– ALBERTO POLO/MINISTÈRE DE L'INCLUSION – Archive
MADRID, 16 décembre (EUROPA PRESS) –
Les gouvernements espagnol, français et marocain, avec le soutien de l'Union européenne, ont lancé « WAFIRA II », un nouveau programme de migration circulaire qui accompagnera 3 000 travailleurs marocains.
L'initiative étend sa portée à six pays – Maroc, Espagne, France, Portugal, Mauritanie et Cap-Vert – dans le but de promouvoir une mobilité du travail plus sûre, plus ordonnée et bénéfique pour les migrants et les territoires d'origine et de destination. Le lancement officiel du projet a eu lieu ce mardi 16 décembre à Rabat, lors de la célébration du premier Comité de pilotage.
Après une première phase (2021-2025) qui a permis de renforcer l'autonomie économique de 250 intérimaires marocains, 'WAFIRA II' accompagnera 3.000 personnes avec trois objectifs principaux : mieux préparer les participants avant leur départ, améliorer leur expérience de travail en Europe et faciliter leur retour et leur réintégration au Maroc, notamment à travers la formation et l'accompagnement à l'entrepreneuriat.
Les activités prévues comprennent la sélection et la préparation des bénéficiaires, qui bénéficieront d'une assistance avant le départ avec une formation en matière de droits du travail, d'adaptation culturelle et de planification de la réintégration, ainsi qu'un accompagnement continu intégré dans l'offre d'accompagnement à l'entrepreneuriat de l'agence marocaine pour l'emploi ANAPEC.
Sera également lancé le programme Accélérateur, destiné à 300 participants, qui propose des formations en entrepreneuriat, en gestion financière, ainsi que l'accès à des subventions de 2 500 euros pour démarrer des activités économiques.
De même, parmi les 300 participants au programme Accélérateur, 225 travailleurs migrants présents en Andalousie recevront un accompagnement complet pendant leur séjour en Espagne en 2026, qui comprendra une formation en matière de droits du travail, de leadership, de santé mentale, d'éducation financière et de création d'entreprise. Des activités et des événements d'intégration communautaire seront également promus à Huelva. De son côté, la France surveillera 75 participants sur son territoire courant 2027.
SE TERMINERA EN NOVEMBRE 2028
Le projet est financé à 95% par l'Union européenne dans le cadre de l'association des talents et à travers le Migration Partnership Facility (MPF), mis en œuvre par l'ICMPD, avec un budget total de 5 230 232,10 euros. Ainsi, il est prévu qu'il soit développé sur 40 mois et se termine en novembre 2028.
Sous la coordination du Secrétariat d'État aux Migrations (SEM) du Ministère espagnol de l'Inclusion, de la Sécurité sociale et des Migrations, le projet est mis en œuvre par l'Organisation Internationale du Travail (OIT) en étroite collaboration avec le Ministère de l'Inclusion Économique, des Petites Entreprises, de l'Emploi et des Compétences (MIEPEEC) du Maroc, ainsi qu'avec l'ANAPEC. Le projet bénéficie également du soutien des Coopératives Agroalimentaires d'Andalousie et de l'Office Français de l'Immigration et de l'Intégration (OFII).

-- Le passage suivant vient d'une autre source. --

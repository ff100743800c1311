//! Robots.txt handling module
//!
//! Worker tasks consult a [`RobotsPolicy`] before fetching a page. Rules are
//! fetched once per origin and cached for a day.

mod cache;
mod rules;

pub use cache::CachedRobots;
pub use rules::RobotRules;

use reqwest::Client;
use std::collections::HashMap;
use std::sync::{Mutex, PoisonError};
use url::Url;

/// Decides whether worker tasks may fetch a URL
pub struct RobotsPolicy {
    enabled: bool,
    product_token: String,
    cache: Mutex<HashMap<String, CachedRobots>>,
}

impl RobotsPolicy {
    /// Creates a policy that obeys robots.txt for the given crawler name
    pub fn new(enabled: bool, product_token: impl Into<String>) -> Self {
        Self {
            enabled,
            product_token: product_token.into(),
            cache: Mutex::new(HashMap::new()),
        }
    }

    /// A policy that allows everything without fetching robots.txt
    pub fn disabled() -> Self {
        Self::new(false, String::new())
    }

    /// Checks `url` against its origin's robots.txt, fetching it if needed
    pub async fn allows(&self, client: &Client, url: &Url) -> bool {
        if !self.enabled {
            return true;
        }

        let origin = url.origin().ascii_serialization();

        if let Some(rules) = self.cached(&origin) {
            tracing::debug!("Using cached robots.txt for {}", origin);
            return rules.is_allowed(url.as_str(), &self.product_token);
        }

        let rules = fetch_robots(client, url).await;
        let allowed = rules.is_allowed(url.as_str(), &self.product_token);

        self.cache
            .lock()
            .unwrap_or_else(PoisonError::into_inner)
            .insert(origin, CachedRobots::new(rules));

        allowed
    }

    fn cached(&self, origin: &str) -> Option<RobotRules> {
        let cache = self.cache.lock().unwrap_or_else(PoisonError::into_inner);
        cache
            .get(origin)
            .filter(|entry| !entry.is_stale())
            .map(|entry| entry.rules.clone())
    }
}

/// Fetches robots.txt for the origin of `page`
///
/// Any failure (network error, non-2xx status, unreadable body) yields
/// rules that allow everything.
pub async fn fetch_robots(client: &Client, page: &Url) -> RobotRules {
    let robots_url = match page.join("/robots.txt") {
        Ok(url) => url,
        Err(_) => return RobotRules::allow_all(),
    };

    tracing::debug!("Fetching {}", robots_url);

    match client.get(robots_url.clone()).send().await {
        Ok(response) if response.status().is_success() => match response.text().await {
            Ok(body) => RobotRules::from_content(&body),
            Err(e) => {
                tracing::debug!("Unreadable robots.txt at {}: {}", robots_url, e);
                RobotRules::allow_all()
            }
        },
        Ok(response) => {
            tracing::debug!(
                "No robots.txt at {} (HTTP {})",
                robots_url,
                response.status().as_u16()
            );
            RobotRules::allow_all()
        }
        Err(e) => {
            tracing::debug!("Failed to fetch {}: {}", robots_url, e);
            RobotRules::allow_all()
        }
    }
}

#[cfg(test)]
mod tests {
    use super::*;
    use wiremock::matchers::{method, path};
    use wiremock::{Mock, MockServer, ResponseTemplate};

    #[tokio::test]
    async fn test_disabled_policy_never_fetches() {
        let server = MockServer::start().await;
        Mock::given(method("GET"))
            .and(path("/robots.txt"))
            .respond_with(ResponseTemplate::new(200).set_body_string("User-agent: *\nDisallow: /"))
            .expect(0)
            .mount(&server)
            .await;

        let policy = RobotsPolicy::disabled();
        let url = Url::parse(&format!("{}/page", server.uri())).unwrap();
        assert!(policy.allows(&Client::new(), &url).await);
    }

    #[tokio::test]
    async fn test_disallowed_path() {
        let server = MockServer::start().await;
        Mock::given(method("GET"))
            .and(path("/robots.txt"))
            .respond_with(
                ResponseTemplate::new(200).set_body_string("User-agent: *\nDisallow: /admin"),
            )
            .expect(1)
            .mount(&server)
            .await;

        let policy = RobotsPolicy::new(true, "TestBot");
        let client = Client::new();
        let admin = Url::parse(&format!("{}/admin", server.uri())).unwrap();
        let home = Url::parse(&format!("{}/", server.uri())).unwrap();

        assert!(!policy.allows(&client, &admin).await);
        // Second lookup is served from the cache
        assert!(policy.allows(&client, &home).await);
    }

    #[tokio::test]
    async fn test_missing_robots_allows() {
        let server = MockServer::start().await;
        Mock::given(method("GET"))
            .and(path("/robots.txt"))
            .respond_with(ResponseTemplate::new(404))
            .mount(&server)
            .await;

        let policy = RobotsPolicy::new(true, "TestBot");
        let url = Url::parse(&format!("{}/anything", server.uri())).unwrap();
        assert!(policy.allows(&Client::new(), &url).await);
    }
}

Au nom du gouvernement espagnol, la directrice adjointe du Service juridique du Secrétariat d'État aux migrations (SEM) d'Espagne, Ainara Dorremochea, a souligné que « WAFIRA II » représente une « étape clé » pour structurer la mobilité bénéfique pour tous.
Dans le même esprit, la directrice de la Coopération internationale et des associations du ministère de l'Inclusion économique, des Petites Entreprises, de l'Emploi et des Compétences (MIEPEEC), Nour Elamarti, a souligné que ce programme renforce l'institutionnalisation de l'accompagnement durable des travailleurs migrants marocains, en inscrivant leur insertion économique, sociale et professionnelle dans des mécanismes coordonnés. « De cette manière, il consolide une approche structurée, basée sur la coopération et le partenariat interinstitutionnels, afin de garantir des parcours d'inclusion plus résilients et équitables », a-t-il indiqué.
Enfin, le chef adjoint de la délégation de l'Union européenne auprès du Royaume du Maroc, Daniele Dotto, a déclaré que « WAFIRA II » incarne le type d'alliances que l'Union européenne souhaite « promouvoir et soutenir ». « Les résultats extrêmement positifs de toutes les parties intéressées – des femmes migrantes aux États membres, en passant par les institutions marocaines et le tissu économique – nous encouragent à poursuivre de manière décisive dans cette voie », a-t-il assuré.